Q97 has been billed many ways over the last 22 years. It has been called "KNCQ-FM," "Q97FM," "The Country Giant," and "Today's Country Q97." The station currently plays "Today's Country Variety". Gary Popejoy helmed the Q97 morning show as well as serving as operation manager and program director for about 9 years, from the very beginning in 1985 to about 1994, when the morning slot was turned over to Dave Tappan. Dave Tappan was later joined by Bob Thomas (Dave & Bob). In 1999 Dave and Bob jumped ship to upstart Country station B103, and later ended up at Star 107.1. Billy Pilgrim and Patrick John, as "Billy & Patrick Mornings" were tapped to move their show to Q97. Dave & Bob later split up due to medical issues with Bob. Bob Thomas later re-joined the Q97 staff as the weekend host. Bob Thomas died of natural causes on May 26, 2007. Dave Tappan went on to host further morning shows on Star 107.1 & Red 103.1 & 93.3. Dave also co-hosted a mid-morning TV show called "Your Show Live" on KNVN (NBC) & KHSL (CBS) with former Mrs. California, Shaye Leeper. On March 3, 2010, Dave Tappan returned to KNCQ as the afternoon host on Q97. The popular "Billy & Patrick Mornings on Q97" has been very successful, and KNCQ continues to rank number one in the market's 12+ ratings according to the Arbitron Company . Having worked together for over 22 years, "Billy & Patrick Mornings" is the longest running morning show team in Redding. Q97 has always had a strong local presence in Northern California due to its massive signal and continued belief in a local, live staff, as most stations now air mostly pre-recorded or syndicated programs.

==Programming==
Q97 plays today's hit country from artists like Tim McGraw, Carrie Underwood, Luke Bryan, Blake Shelton, Taylor Swift, Sam Hunt, Zac Brown Band, Kenny Chesney, Miranda Lambert, Lady Antebellum, Brad Paisley, Jason Aldean, Joe Nichols, Rascal Flatts and Keith Urban. The station Program Director is Rick Healy.
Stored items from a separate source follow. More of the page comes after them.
use std::cell::{Cell, RefCell};
use std::collections::BTreeMap;
use std::fs;
use std::io;
use std::path::{Path, PathBuf};
use std::rc::Rc;

use thiserror::Error;

use crate::config::{app_config_path, config_env_dirs, ConfigPathError, APP_DIR};

mod preference;

pub use preference::{PersistedPreferenceStore, PreferenceSubscription};

const STORAGE_FILE: &str = "storage.json";

#[derive(Debug, Error)]
pub enum StorageError {
    #[error("missing HOME environment variable")]
    MissingHomeDirectory,
    #[error("storage is unavailable in this context")]
    Unavailable,
    #[error("storage quota exceeded while writing {key}")]
    QuotaExceeded { key: String },
    #[error("failed to read storage file: {path}")]
    Read { path: PathBuf, source: io::Error },
    #[error("failed to write storage file: {path}")]
    Write { path: PathBuf, source: io::Error },
    #[error("failed to parse storage file")]
    Parse(#[from] serde_json::Error),
}

pub type StorageResult<T> = std::result::Result<T, StorageError>;

/// Durable key/value record behind a [`StorageArea`].
pub trait StorageBackend {
    fn get(&self, key: &str) -> StorageResult<Option<String>>;
    fn set(&mut self, key: &str, value: &str) -> StorageResult<()>;
    fn remove(&mut self, key: &str) -> StorageResult<()>;
    fn clear(&mut self) -> StorageResult<()>;
}

/// In-process backend. `disabled` and `quota_bytes` mimic sandboxed or full
/// browser storage.
#[derive(Debug, Clone, Default)]
pub struct MemoryBackend {
    entries: BTreeMap<String, String>,
    disabled: bool,
    quota_bytes: Option<usize>,
}

impl MemoryBackend {
    pub fn new() -> Self {
        Self::default()
    }

    pub fn disabled() -> Self {
        Self {
            disabled: true,
            ..Self::default()
        }
    }

    pub fn with_quota(quota_bytes: usize) -> Self {
        Self {
            quota_bytes: Some(quota_bytes),
            ..Self::default()
        }
    }

    fn ensure_enabled(&self) -> StorageResult<()> {
        if self.disabled {
            return Err(StorageError::Unavailable);
        }
        Ok(())
    }

    fn used_bytes_without(&self, key: &str) -> usize {
        self.entries
            .iter()
            .filter(|(existing, _)| existing.as_str() != key)
            .map(|(existing, value)| existing.len() + value.len())
            .sum()
    }
}

impl StorageBackend for MemoryBackend {
    fn get(&self, key: &str) -> StorageResult<Option<String>> {
        self.ensure_enabled()?;
        Ok(self.entries.get(key).cloned())
    }

    fn set(&mut self, key: &str, value: &str) -> StorageResult<()> {
        self.ensure_enabled()?;
        if let Some(quota) = self.quota_bytes {
            if self.used_bytes_without(key) + key.len() + value.len() > quota {
                return Err(StorageError::QuotaExceeded {
                    key: key.to_string(),
                });
            }
        }
        self.entries.insert(key.to_string(), value.to_string());
        Ok(())
    }

    fn remove(&mut self, key: &str) -> StorageResult<()> {
        self.ensure_enabled()?;
        self.entries.remove(key);
        Ok(())
    }

    fn clear(&mut self) -> StorageResult<()> {
        self.ensure_enabled()?;
        self.entries.clear();
        Ok(())
    }
}

/// JSON object on disk, rewritten on every mutation.
#[derive(Debug, Clone)]
pub struct JsonFileBackend {
    path: PathBuf,
}

impl JsonFileBackend {
    pub fn new(path: impl Into<PathBuf>) -> Self {
        Self { path: path.into() }
    }

    pub fn with_default_path() -> StorageResult<Self> {
        let (xdg_config_home, home) = config_env_dirs();
        Self::with_default_path_in(xdg_config_home.as_deref(), home.as_deref())
    }

    fn with_default_path_in(
        xdg_config_home: Option<&Path>,
        home: Option<&Path>,
    ) -> StorageResult<Self> {
        let path = app_config_path(APP_DIR, STORAGE_FILE, xdg_config_home, home).map_err(
            |error| match error {
                ConfigPathError::MissingHomeDirectory => StorageError::MissingHomeDirectory,
            },
        )?;
        Ok(Self::new(path))
    }

    pub fn path(&self) -> &Path {
        &self.path
    }

    fn load(&self) -> StorageResult<BTreeMap<String, String>> {
        if !self.path.exists() {
            return Ok(BTreeMap::new());
        }
        let serialized = fs::read_to_string(&self.path).map_err(|source| StorageError::Read {
            path: self.path.clone(),
            source,
        })?;
        Ok(serde_json::from_str(&serialized)?)
    }

    fn store(&self, entries: &BTreeMap<String, String>) -> StorageResult<()> {
        if let Some(parent) = self.path.parent() {
            fs::create_dir_all(parent).map_err(|source| StorageError::Write {
                path: self.path.clone(),
                source,
            })?;
        }
        let serialized = serde_json::to_string_pretty(entries)?;
        fs::write(&self.path, serialized).map_err(|source| StorageError::Write {
            path: self.path.clone(),
            source,
        })
    }
}

impl StorageBackend for JsonFileBackend {
    fn get(&self, key: &str) -> StorageResult<Option<String>> {
        Ok(self.load()?.remove(key))
    }

    fn set(&mut self, key: &str, value: &str) -> StorageResult<()> {
        let mut entries = self.load()?;
        entries.insert(key.to_string(), value.to_string());
        self.store(&entries)
    }

    fn remove(&mut self, key: &str) -> StorageResult<()> {
        let mut entries = self.load()?;
        if entries.remove(key).is_some() {
            self.store(&entries)?;
        }
        Ok(())
    }

    fn clear(&mut self) -> StorageResult<()> {
        self.store(&BTreeMap::new())
    }
}

/// Identifies one execution context (tab, window) sharing a storage area.
#[derive(Debug, Clone, Copy, PartialEq, Eq, Hash)]
pub struct ContextId(u64);

#[derive(Debug, Clone, Copy, PartialEq, Eq, Hash)]
pub struct StorageListenerId(u64);

/// Change notification delivered to every other context. `key` is `None`
/// when the whole area was cleared.
#[derive(Debug, Clone, PartialEq, Eq)]
pub struct StorageEvent {
    pub key: Option<String>,
    pub old_value: Option<String>,
    pub new_value: Option<String>,
}

type StorageListener = Rc<dyn Fn(&StorageEvent)>;

struct ListenerEntry {
    id: StorageListenerId,
    context: ContextId,
    callback: StorageListener,
}

struct AreaInner {
    backend: RefCell<Box<dyn StorageBackend>>,
    listeners: RefCell<Vec<ListenerEntry>>,
    next_context: Cell<u64>,
    next_listener: Cell<u64>,
}

/// Origin-scoped storage shared by every context opened from it.
#[derive(Clone)]
pub struct StorageArea {
    inner: Rc<AreaInner>,
}

impl StorageArea {
    pub fn new(backend: impl StorageBackend + 'static) -> Self {
        Self {
            inner: Rc::new(AreaInner {
                backend: RefCell::new(Box::new(backend)),
                listeners: RefCell::new(Vec::new()),
                next_context: Cell::new(0),
                next_listener: Cell::new(0),
            }),
        }
    }

    pub fn in_memory() -> Self {
        Self::new(MemoryBackend::new())
    }

    pub fn open_context(&self) -> ContextStorage {
        let id = self.inner.next_context.get();
        self.inner.next_context.set(id + 1);
        ContextStorage {
            area: self.clone(),
            context: ContextId(id),
        }
    }

    pub fn listener_count(&self) -> usize {
        self.inner.listeners.borrow().len()
    }

    fn broadcast(&self, origin: ContextId, event: &StorageEvent) {
        // Collect first so listeners may touch storage while being notified.
        let targets: Vec<StorageListener> = self
            .inner
            .listeners
            .borrow()
            .iter()
            .filter(|entry| entry.context != origin)
            .map(|entry| entry.callback.clone())
            .collect();
        tracing::trace!(
            key = ?event.key,
            listeners = targets.len(),
            "broadcasting storage event"
        );
        for callback in targets {
            callback(event);
        }
    }
}

impl std::fmt::Debug for StorageArea {
    fn fmt(&self, f: &mut std::fmt::Formatter<'_>) -> std::fmt::Result {
        f.debug_struct("StorageArea")
            .field("listeners", &self.listener_count())
            .finish_non_exhaustive()
    }
}

/// One context's view of a [`StorageArea`]. Writes notify every other
/// context, never this one.
#[derive(Debug, Clone)]
pub struct ContextStorage {
    area: StorageArea,
    context: ContextId,
}

impl ContextStorage {
    pub fn context_id(&self) -> ContextId {
        self.context
    }

    pub fn area(&self) -> &StorageArea {
        &self.area
    }

    pub fn get_item(&self, key: &str) -> StorageResult<Option<String>> {
        self.area.inner.backend.borrow().get(key)
    }

    pub fn set_item(&self, key: &str, value: &str) -> StorageResult<()> {
        let old_value = {
            let mut backend = self.area.inner.backend.borrow_mut();
            let old_value = backend.get(key)?;
            backend.set(key, value)?;
            old_value
        };
        if old_value.as_deref() != Some(value) {
            self.area.broadcast(
                self.context,
                &StorageEvent {
                    key: Some(key.to_string()),
                    old_value,
                    new_value: Some(value.to_string()),
                },
            );
        }
        Ok(())
    }

    pub fn remove_item(&self, key: &str) -> StorageResult<()> {
        let old_value = {
            let mut backend = self.area.inner.backend.borrow_mut();
            let old_value = backend.get(key)?;
            backend.remove(key)?;
            old_value
        };
        if old_value.is_some() {
            self.area.broadcast(
                self.context,
                &StorageEvent {
                    key: Some(key.to_string()),
                    old_value,
                    new_value: None,
                },
            );
        }
        Ok(())
    }

    pub fn clear(&self) -> StorageResult<()> {
        self.area.inner.backend.borrow_mut().clear()?;
        self.area.broadcast(
            self.context,
            &StorageEvent {
                key: None,
                old_value: None,
                new_value: None,
            },
        );
        Ok(())
    }

    pub fn add_listener(&self, callback: impl Fn(&StorageEvent) + 'static) -> StorageListenerId {
        let id = StorageListenerId(self.area.inner.next_listener.get());
        self.area.inner.next_listener.set(id.0 + 1);
        self.area.inner.listeners.borrow_mut().push(ListenerEntry {
            id,
            context: self.context,
            callback: Rc::new(callback),
        });
        id
    }

    pub fn remove_listener(&self, id: StorageListenerId) {
        self.area
            .inner
            .listeners
            .borrow_mut()
            .retain(|entry| entry.id != id);
    }
}
use std::rc::Rc;

use anyhow::Context;
use clap::{Parser, Subcommand};
use themesync::platform::OsColorSchemeQuery;
use themesync::script::render_pre_paint_script;

#[derive(Debug, Parser)]
#[command(name = "themesync", version, about = "Inspect and change the persisted theme selection")]
struct Cli {
    #[command(subcommand)]
    command: Command,
}

#[derive(Debug, Subcommand)]
enum Command {
    /// Print the pre-paint <script> tag for the configured provider
    Script,
    /// Print the color scheme the OS currently prefers
    Detect,
    /// Print the persisted theme, or the default when none is stored
    Get,
    /// Persist a theme and print the resulting published state as JSON
    Set { name: String },
}

fn main() -> anyhow::Result<()> {
    themesync::logging::init();
    let cli = Cli::parse();
    let config = themesync::load_config_or_default();

    match cli.command {
        Command::Script => println!("{}", render_pre_paint_script(&config)),
        Command::Detect => println!("{}", themesync::detect_color_scheme()),
        Command::Get => {
            let area = themesync::file_storage().context("failed to open theme storage")?;
            println!("{}", themesync::persisted_theme(&config, &area));
        }
        Command::Set { name } => {
            let area = themesync::file_storage().context("failed to open theme storage")?;
            let snapshot = themesync::set_theme_in(
                config,
                &area,
                Rc::new(OsColorSchemeQuery::new()),
                &name,
            )
            .with_context(|| format!("failed to set theme {name}"))?;
            println!("{}", serde_json::to_string_pretty(&snapshot)?);
        }
    }
    Ok(())
}
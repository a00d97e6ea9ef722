use tracing_subscriber::EnvFilter;

pub const LOG_ENV: &str = "THEMESYNC_LOG";

/// Installs the stderr subscriber. Safe to call more than once.
pub fn init() {
    let filter = EnvFilter::try_from_env(LOG_ENV).unwrap_or_else(|_| EnvFilter::new("info"));
    let _ = tracing_subscriber::fmt()
        .with_env_filter(filter)
        .with_writer(std::io::stderr)
        .with_target(false)
        .try_init();
}
use std::collections::BTreeMap;

use serde::{Deserialize, Serialize};

mod resolver;

pub use resolver::{resolve, Resolution, ResolveInput};

/// Reserved selection that follows the platform preference.
pub const SYSTEM_THEME: &str = "system";
pub const LIGHT_THEME: &str = "light";
pub const DARK_THEME: &str = "dark";

/// Theme name to presentation value applied on the root.
pub type ValueMap = BTreeMap<String, String>;

pub fn is_system(name: &str) -> bool {
    name == SYSTEM_THEME
}

pub fn default_themes() -> Vec<String> {
    vec![LIGHT_THEME.to_string(), DARK_THEME.to_string()]
}

/// Platform rendering hint, independent from the theme token itself.
#[derive(Debug, Clone, Copy, PartialEq, Eq, Hash, Serialize, Deserialize)]
#[serde(rename_all = "lowercase")]
pub enum ColorScheme {
    Light,
    Dark,
}

impl ColorScheme {
    pub const fn from_prefers_dark(prefers_dark: bool) -> Self {
        if prefers_dark {
            Self::Dark
        } else {
            Self::Light
        }
    }

    pub fn from_theme(name: &str) -> Option<Self> {
        match name {
            LIGHT_THEME => Some(Self::Light),
            DARK_THEME => Some(Self::Dark),
            _ => None,
        }
    }

    pub const fn as_str(self) -> &'static str {
        match self {
            Self::Light => LIGHT_THEME,
            Self::Dark => DARK_THEME,
        }
    }
}

impl std::fmt::Display for ColorScheme {
    fn fmt(&self, f: &mut std::fmt::Formatter<'_>) -> std::fmt::Result {
        f.write_str(self.as_str())
    }
}
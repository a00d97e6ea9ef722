use std::cell::{Cell, RefCell};
use std::collections::BTreeMap;

use crate::theme::ColorScheme;

mod applier;

pub use applier::{DomApplier, TRANSITION_GUARD_CSS};

#[derive(Debug, Clone, Copy, PartialEq, Eq, Hash, PartialOrd, Ord)]
pub struct StyleRuleId(pub u64);

pub type FrameCallback = Box<dyn FnOnce()>;

/// The shared element the engine writes its theme token onto.
///
/// Methods take `&self`; implementations wrap host handles that are mutated
/// in place, and the engine is single-threaded.
pub trait PresentationRoot {
    fn remove_classes(&self, tokens: &[String]);
    fn add_class(&self, token: &str);
    fn set_attribute(&self, name: &str, value: &str);
    fn remove_attribute(&self, name: &str);
    /// `None` clears the inline color-scheme style.
    fn set_color_scheme(&self, scheme: Option<ColorScheme>);
    fn insert_style_rule(&self, css: &str, nonce: Option<&str>) -> StyleRuleId;
    fn remove_style_rule(&self, id: StyleRuleId);
    /// Forces pending style changes to be computed synchronously.
    fn flush_layout(&self);
    /// Runs `callback` once on the next paint frame.
    fn request_frame(&self, callback: FrameCallback);
}

/// Observable state of a [`MemoryRoot`].
#[derive(Debug, Clone, Default, PartialEq, Eq)]
pub struct RootState {
    pub classes: Vec<String>,
    pub attributes: BTreeMap<String, String>,
    pub color_scheme: Option<ColorScheme>,
    pub style_rules: BTreeMap<StyleRuleId, StyleRule>,
}

impl RootState {
    pub fn has_class(&self, token: &str) -> bool {
        self.classes.iter().any(|class| class == token)
    }

    pub fn attribute(&self, name: &str) -> Option<&str> {
        self.attributes.get(name).map(String::as_str)
    }
}

#[derive(Debug, Clone, PartialEq, Eq)]
pub struct StyleRule {
    pub css: String,
    pub nonce: Option<String>,
}

/// One mutation call, recorded in order.
#[derive(Debug, Clone, PartialEq, Eq)]
pub enum RootMutation {
    RemoveClasses(Vec<String>),
    AddClass(String),
    SetAttribute { name: String, value: String },
    RemoveAttribute(String),
    SetColorScheme(Option<ColorScheme>),
    InsertStyleRule(StyleRuleId),
    RemoveStyleRule(StyleRuleId),
}

/// Headless root: keeps state in memory, queues frame callbacks until
/// [`MemoryRoot::run_frame`] is called.
#[derive(Default)]
pub struct MemoryRoot {
    state: RefCell<RootState>,
    mutations: RefCell<Vec<RootMutation>>,
    frames: RefCell<Vec<FrameCallback>>,
    layout_flushes: Cell<usize>,
    next_rule: Cell<u64>,
}

impl MemoryRoot {
    pub fn new() -> Self {
        Self::default()
    }

    /// Starts from pre-existing classes, e.g. ones rendered by a server.
    pub fn with_classes<I, S>(classes: I) -> Self
    where
        I: IntoIterator<Item = S>,
        S: Into<String>,
    {
        let root = Self::default();
        root.state.borrow_mut().classes = classes.into_iter().map(Into::into).collect();
        root
    }

    pub fn snapshot(&self) -> RootState {
        self.state.borrow().clone()
    }

    pub fn mutations(&self) -> Vec<RootMutation> {
        self.mutations.borrow().clone()
    }

    pub fn clear_mutations(&self) {
        self.mutations.borrow_mut().clear();
    }

    pub fn layout_flushes(&self) -> usize {
        self.layout_flushes.get()
    }

    pub fn pending_frames(&self) -> usize {
        self.frames.borrow().len()
    }

    /// Runs the callbacks queued before this call; callbacks they schedule
    /// wait for the following frame.
    pub fn run_frame(&self) -> usize {
        let callbacks: Vec<FrameCallback> = self.frames.borrow_mut().drain(..).collect();
        let ran = callbacks.len();
        for callback in callbacks {
            callback();
        }
        ran
    }

    fn record(&self, mutation: RootMutation) {
        self.mutations.borrow_mut().push(mutation);
    }
}

impl std::fmt::Debug for MemoryRoot {
    fn fmt(&self, f: &mut std::fmt::Formatter<'_>) -> std::fmt::Result {
        f.debug_struct("MemoryRoot")
            .field("state", &self.state.borrow())
            .field("pending_frames", &self.pending_frames())
            .field("layout_flushes", &self.layout_flushes.get())
            .finish_non_exhaustive()
    }
}

impl PresentationRoot for MemoryRoot {
    fn remove_classes(&self, tokens: &[String]) {
        self.state
            .borrow_mut()
            .classes
            .retain(|class| !tokens.contains(class));
        self.record(RootMutation::RemoveClasses(tokens.to_vec()));
    }

    fn add_class(&self, token: &str) {
        {
            let mut state = self.state.borrow_mut();
            if !state.has_class(token) {
                state.classes.push(token.to_string());
            }
        }
        self.record(RootMutation::AddClass(token.to_string()));
    }

    fn set_attribute(&self, name: &str, value: &str) {
        self.state
            .borrow_mut()
            .attributes
            .insert(name.to_string(), value.to_string());
        self.record(RootMutation::SetAttribute {
            name: name.to_string(),
            value: value.to_string(),
        });
    }

    fn remove_attribute(&self, name: &str) {
        self.state.borrow_mut().attributes.remove(name);
        self.record(RootMutation::RemoveAttribute(name.to_string()));
    }

    fn set_color_scheme(&self, scheme: Option<ColorScheme>) {
        self.state.borrow_mut().color_scheme = scheme;
        self.record(RootMutation::SetColorScheme(scheme));
    }

    fn insert_style_rule(&self, css: &str, nonce: Option<&str>) -> StyleRuleId {
        let id = StyleRuleId(self.next_rule.get());
        self.next_rule.set(id.0 + 1);
        self.state.borrow_mut().style_rules.insert(
            id,
            StyleRule {
                css: css.to_string(),
                nonce: nonce.map(str::to_string),
            },
        );
        self.record(RootMutation::InsertStyleRule(id));
        id
    }

    fn remove_style_rule(&self, id: StyleRuleId) {
        self.state.borrow_mut().style_rules.remove(&id);
        self.record(RootMutation::RemoveStyleRule(id));
    }

    fn flush_layout(&self) {
        self.layout_flushes.set(self.layout_flushes.get() + 1);
    }

    fn request_frame(&self, callback: FrameCallback) {
        self.frames.borrow_mut().push(callback);
    }
}
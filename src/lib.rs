pub mod config;
pub mod error;
pub mod logging;
pub mod platform;
pub mod provider;
pub mod root;
pub mod script;
pub mod state;
pub mod storage;
pub mod theme;
pub use error::{AppError, AppResult};

use std::rc::Rc;

use config::ProviderConfig;
use platform::{ColorSchemeQuery, OsColorSchemeQuery, PlatformPreferenceSource};
use root::{DomApplier, MemoryRoot};
use state::{ThemeSnapshot, ThemeStateStore};
use storage::{JsonFileBackend, PersistedPreferenceStore, StorageArea};
use theme::ColorScheme;

/// Loads `provider.json`, falling back to defaults when it is unusable.
pub fn load_config_or_default() -> ProviderConfig {
    match config::load_provider_config() {
        Ok(config) => config,
        Err(err) => {
            tracing::warn!(?err, "provider config unusable; using defaults");
            ProviderConfig::default()
        }
    }
}

/// Storage shared by every CLI invocation of the current user.
pub fn file_storage() -> AppResult<StorageArea> {
    let backend = JsonFileBackend::with_default_path()?;
    tracing::debug!(path = %backend.path().display(), "using file storage");
    Ok(StorageArea::new(backend))
}

pub fn detect_color_scheme() -> ColorScheme {
    ColorScheme::from_prefers_dark(OsColorSchemeQuery::new().matches())
}

/// Stored selection, or the configured default when nothing is stored.
pub fn persisted_theme(config: &ProviderConfig, area: &StorageArea) -> String {
    PersistedPreferenceStore::new(area.open_context(), config.storage_key.clone())
        .read()
        .unwrap_or_else(|| config.default_theme().to_string())
}

/// Mounts a headless engine on `area`, selects `name` and reports what a
/// consumer would see afterwards.
pub fn set_theme_in(
    config: ProviderConfig,
    area: &StorageArea,
    query: Rc<dyn ColorSchemeQuery>,
    name: &str,
) -> AppResult<ThemeSnapshot> {
    config.validate()?;
    let preference = PersistedPreferenceStore::new(area.open_context(), config.storage_key.clone());
    let applier = DomApplier::new(Rc::new(MemoryRoot::new()), &config);
    let store = ThemeStateStore::new(
        config,
        preference,
        PlatformPreferenceSource::new(query),
        applier,
    );

    store.mount();
    store.set_theme(name);
    let snapshot = store.snapshot();
    store.unmount();

    tracing::info!(theme = %snapshot.theme, resolved = ?snapshot.resolved_theme, "theme selected");
    Ok(snapshot)
}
===Current station lineup===
- Weekdays
6-10am - Billy and Patrick Mornings (Billy Pilgrim and Patrick John)
- 10am-3pm - Dave Tappan
- 3-7pm - Houston K
- Weekend and Part-time staff includes Don Potter.

==Parent Company==
"Results Radio LLC" of Redding is Q97's parent company. The company is small by radio standards and owns licenses from the FCC to operate a total of 13 radio stations in Redding, Chico, Sacramento, and Yuba City, all in California. Q97's sister stations in Redding are KHRD-FM/RED 103.1 & 93.3(Classic Rock), KEWB-FM/Power 94(Rhythmic CHR), KESR-FM/BOB 107.1, and KKXS-FM/XS SPORTS 96.1. All five stations are in the same broadcasting complex in north Redding. The parent company website is www.resultsradio.com

==Notable staff==
Station Alumni include original staff members Gary Popejoy, Terri Ann Clark, Randall Whitney (Chapman), Paul Baker, Jim Morris, Sue Sandifer (Kerr), Steve Thomas, and Jan McCaleb. Others that call or have called Q97 home; Rick Healy, Beau Jordan, Kelly Servis, Paul Bryan, Jim Davison, Dave D'Angelo, Kevin McFarland, Helen Chambers, Mike Jones, Dave Tappan, Ryan O Brian, Jeana Williams, Bob Thomas, Chellie Lynn, Robert Christopher, Don Potter and Houston K. Current On-Air staff includes Billy Pilgrim and Patrick John (Billy & Patrick Mornings), Dave Tappan (Mid-day's), Rick Healy (Afternoons) and Houston K at nights. Weekend hosts also include Dave Tappan, Gary Moore, Don Potter and the Crook & Chase Countdown Sunday afternoons at 3pm.

At 55 years old, longtime Q97 personality Bob Thomas died of natural causes on Saturday May 26, 2007. He started at former rock/country station B-94.7 back in 1984, and also worked at KRDG and Q102, then landed a job on the former Dave & Bob show on Q97 in 2000. Most recently, Bob had returned to Q97 as the weekend host.